That being said, there are certain means for which exist no justifying ends. However, I think isn’t very helpful to try to come up with a list. Rather, it is better to examine real situations and decide whether to implement real means to attain real ends on a case by case basis.

This is not to be taken as a relativistic philosophy. All of this presupposes a concrete set of moral principles that can be used to judge the morality of the means and ends. It is possible to say that “preservation of life is a moral good” in the general sense. However, applying that principle alone does not help decide all situations, including the example above.

Even a “greatest good for greatest number” philosophy requires a means to assess the “good” as it applies to each person. Reformat the example above so that killing 5 people is the only way to stop them (acting in concert) from killing one person. My moral compass tells me it is still correct. This is true even though on its face I am violating the “preservation of life is a moral good” since there will be less people alive once I act than there would be had I not acted.

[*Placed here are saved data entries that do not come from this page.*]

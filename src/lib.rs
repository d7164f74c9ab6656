//! Preview store
//!
//! A small HTTP service that stores uploaded files in named folders under a
//! fixed root directory and deletes them again on request.

pub mod config;
pub mod error;
pub mod file;
pub mod logging;
pub mod web;

pub use config::Config;
pub use error::{PreviewError, Result};
pub use file::ScopedFileStore;
pub use web::WebServer;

This result is arrived at because there are many general moral principles that conflict with each other. Moral calculations involve recognizing the moral principles involved in a situation and arriving at the appropriate balance between those that conflict.

And I’m not touching any of the specific examples here. This will be much more interesting as a philosophical argument than another tired Bush bashing/Bush defending thread. [Smile]

Dagonee

[ December 19, 2003, 09:14 AM: Message edited by: Dagonee ]

Posts: 26071 | Registered: Oct 2003  |  IP: Logged | Report this post to a Moderator
Bob_Scopatz
Member
Member # 1227

 - posted      Profile for Bob_Scopatz   Email Bob_Scopatz         Edit/Delete Post 
Dagonee, I'm sorry, but I believe that there have to be moral absolutes or there's no point in talking about morals.

What you are saying is essentially true, but is an exercise in pragmatics, not morality.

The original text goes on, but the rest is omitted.